Dwie książki i fundacja
W 2008 roku kobieta założyła specjalną organizację „Amazima Ministries”, która zapewnia opiekę medyczną, zbiera fundusze na edukację ugandyjskich dzieci oraz organizuje szkolenia zdrowotne. Dzięki tej pomocy uczniowie mają możliwość nauki. Otrzymują m.in. jedzenie oraz mydło. Fundacja zapewnia dzieciom stypendia oraz niezbędne narzędzia do edukacji. Davis Majors jest autorką dwóch książek: „Kisses From Katie” (pozycja znalazła się nawet na liście bestsellerów „New York Timesa”) oraz „Daring to Hope”. W Ugandzie nazywają ją „Matką Teresą”. -Myślę, że to bardzo pochlebne określenie. Zawsze jako mała dziewczynka podziwiałam jej serce dla chorych i biednych – mówi.
Powołanie od Boga
Davis Majors przyznaje, że ludzie podziwiają ją i mówią jej, że jest niezwykle odważną i silną kobietą.
-Naprawdę nie jestem tak odważna, nie jestem tak silna i nie robię nic spektakularnego. Po prostu robię to, do czego powołał mnie Bóg. Naśladuję go i zajmuję się najbardziej potrzebującymi – wyjaśnia.
W Ugandzie Katie poznała Benji’ego. Zostali parą i bardzo szybko zdecydowali o tym, że chcą być razem. Mężczyzna zaakceptował to, że jego przyszła żona jest już mamą dla 13 dziewczynek. Wszystkie były druhnami. Odczuwały dumę, że będą miały pełną rodzinę.
Dwójka własnych dzieci
Małżeństwo doczekało się dwójki swoich dzieci. Cała rodzina mieszka nadal w Ugandzie.
Synek Noah ma prawie 5 lat. 1 lutego 2019 roku para powitała na świecie córeczkę. Małżonkowie nie żałują swojej decyzji, która zmieniła ich życie. Czują się szczęśliwi i spełnieni. Uganda jest ich domem.
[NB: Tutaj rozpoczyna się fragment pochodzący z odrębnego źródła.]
//! Storage layer for wardboard
//!
//! A local libSQL database, optionally kept in sync with a hosted Turso
//! replica, accessed through repository traits. All state transitions go
//! through single-transaction supersession: flip the old current row
//! inactive and insert its successor, or roll back entirely.

mod connection;
mod discharge;
mod migrations;
mod patients;
mod progress;
mod snapshots;

pub use connection::{Database, SyncConfig};
pub use discharge::{DischargeRepository, LibSqlDischargeRepository};
pub use patients::{LibSqlPatientRepository, PatientRepository};
pub use progress::{LibSqlProgressRepository, ProgressRepository};
pub use snapshots::{LibSqlSnapshotRepository, SnapshotRepository};
//! Data models for wardboard

mod alert;
mod discharge;
mod patient;
mod progress;
mod snapshot;

pub use alert::{AlertField, AlertIntents, AlertLabel, FieldIntent, SymptomTag};
pub use discharge::{
    validate_plan, Criterion, CriterionKind, DischargeOption, DischargePlan, EquipmentKind, PlanId,
};
pub use patient::{Patient, PatientId};
pub use progress::{
    validate_statuses, ProgressActivity, ProgressRecord, ProgressStatus, ProgressThresholds,
    RecordId,
};
pub use snapshot::{AlertSnapshot, SnapshotId};
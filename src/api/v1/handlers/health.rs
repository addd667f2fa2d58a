/*
 * Responsibility
 * - GET /health (疎通用, Bearer 不要)
 */
use axum::Json;
use serde_json::{Value, json};

pub async fn health() -> Json<Value> {
    Json(json!({"status": "ok"}))
}
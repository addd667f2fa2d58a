/*
 * Responsibility
 * - repo が上位に伝える意味の定義
 */
use thiserror::Error;

#[derive(Debug, Error)]
pub enum RepoError {
    #[error("db error")]
    Db(#[from] sqlx::Error),
}

pub type RepoResult<T> = Result<T, RepoError>;
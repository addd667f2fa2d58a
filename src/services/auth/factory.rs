/// Factory: build `AuthService` from application `Config`.
use std::sync::Arc;

use crate::config::Config;
use crate::repos::UserLookup;
use crate::services::auth::AuthService;

pub fn build_auth_service(config: &Config, users: Arc<dyn UserLookup>) -> Arc<AuthService> {
    Arc::new(AuthService::new(
        &config.token_secret,
        config.token_leeway_seconds,
        users,
    ))
}
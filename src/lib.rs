/*
 * Responsibility
 * - crate のモジュール構成 (bin と tests/ の両方から参照する)
 */
pub mod api;
pub mod app;
pub mod config;
pub mod error;
pub mod middleware;
pub mod repos;
pub mod services;
pub mod state;
//! Error boundary for the whole router.
//!
//! - `route_not_found`: fallback for unmatched paths. Sends the 404 and stops.
//! - `error_boundary`: logs every uncaught error (`ErrorReport` in the response
//!   extensions) with the request line and client address. The client only ever
//!   receives the generic message.
//! - panics in handlers are turned into the same uncaught-error response (500).

use std::{any::Any, net::SocketAddr};

use axum::{
    Json, Router,
    extract::{ConnectInfo, OriginalUri, Request},
    http::StatusCode,
    middleware::{self, Next},
    response::{IntoResponse, Response},
};
use tower::ServiceBuilder;
use tower_http::catch_panic::CatchPanicLayer;

use crate::error::{ErrorReport, ErrorResponse, uncaught_error_response};

/// Install the 404 fallback, the error boundary and the panic catcher.
///
/// Must be called after all routes are registered.
pub fn apply(router: Router) -> Router {
    router.fallback(route_not_found).layer(
        ServiceBuilder::new()
            .layer(middleware::from_fn(error_boundary))
            .layer(CatchPanicLayer::custom(panic_response)),
    )
}

pub async fn route_not_found(req: Request) -> Response {
    let path = request_path(&req);

    tracing::error!(
        method = %req.method(),
        path = %path,
        status = StatusCode::NOT_FOUND.as_u16(),
        client = %client_addr(&req),
        "Route not found"
    );

    let body = ErrorResponse {
        success: false,
        message: format!("Route not found: {path}"),
    };
    (StatusCode::NOT_FOUND, Json(body)).into_response()
}

pub async fn error_boundary(req: Request, next: Next) -> Response {
    let method = req.method().clone();
    let path = request_path(&req);
    let client = client_addr(&req);

    let response = next.run(req).await;

    if let Some(report) = response.extensions().get::<ErrorReport>() {
        tracing::error!(
            method = %method,
            path = %path,
            status = report.status_or_default().as_u16(),
            client = %client,
            kind = report.kind,
            "{}",
            report.message
        );
    }

    response
}

fn panic_response(err: Box<dyn Any + Send + 'static>) -> Response {
    let message = if let Some(s) = err.downcast_ref::<String>() {
        s.clone()
    } else if let Some(s) = err.downcast_ref::<&str>() {
        s.to_string()
    } else {
        "handler panicked".to_string()
    };

    // A panic carries no status; the response falls back to 500.
    uncaught_error_response(ErrorReport {
        status: None,
        kind: "Panic",
        message,
    })
}

// Original request target (path + query), even inside nested routers.
fn request_path(req: &Request) -> String {
    let uri = req
        .extensions()
        .get::<OriginalUri>()
        .map(|OriginalUri(uri)| uri)
        .unwrap_or_else(|| req.uri());

    uri.path_and_query()
        .map(|pq| pq.as_str().to_string())
        .unwrap_or_else(|| uri.path().to_string())
}

fn client_addr(req: &Request) -> String {
    req.extensions()
        .get::<ConnectInfo<SocketAddr>>()
        .map(|ConnectInfo(addr)| addr.ip().to_string())
        .unwrap_or_else(|| "-".to_string())
}

#[cfg(test)]
mod tests {
    use axum::{body::Body, http::Uri};

    use super::*;

    #[test]
    fn request_path_keeps_the_query() {
        let req = Request::builder()
            .uri("/nope?x=1")
            .body(Body::empty())
            .unwrap();

        assert_eq!(request_path(&req), "/nope?x=1");
    }

    #[test]
    fn request_path_prefers_the_original_uri() {
        let mut req = Request::builder().uri("/me").body(Body::empty()).unwrap();
        req.extensions_mut()
            .insert(OriginalUri(Uri::from_static("/api/v1/me")));

        assert_eq!(request_path(&req), "/api/v1/me");
    }

    #[test]
    fn client_addr_uses_connect_info_when_present() {
        let mut req = Request::builder().uri("/").body(Body::empty()).unwrap();
        assert_eq!(client_addr(&req), "-");

        req.extensions_mut()
            .insert(ConnectInfo(SocketAddr::from(([10, 0, 0, 7], 51000))));
        assert_eq!(client_addr(&req), "10.0.0.7");
    }

    #[test]
    fn panic_payloads_become_the_logged_message() {
        let response = panic_response(Box::new("boom"));

        assert_eq!(response.status(), StatusCode::INTERNAL_SERVER_ERROR);
        let report = response.extensions().get::<ErrorReport>().unwrap();
        assert_eq!(report.message, "boom");
        assert_eq!(report.status, None);
    }
}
Katie podkreśla, że to oparcie w Bogu dało jej siłę oraz motywację do podejmowania kolejnych wyzwań. Dzieci traktuje jako dary od Boga. Mama Katie, Pat Davis, każdego roku odwiedza swoją córkę i jej rodzinę.
Plany w realizacji
-Bycie wiernym w małych, przyziemnych rzeczach jest trudne. I to jest piękne. To jest to, do czego jesteśmy wezwani, bez względu na to, czy jesteśmy w środku Ameryki, czy w środku Afryki – tłumaczy Davis Majors.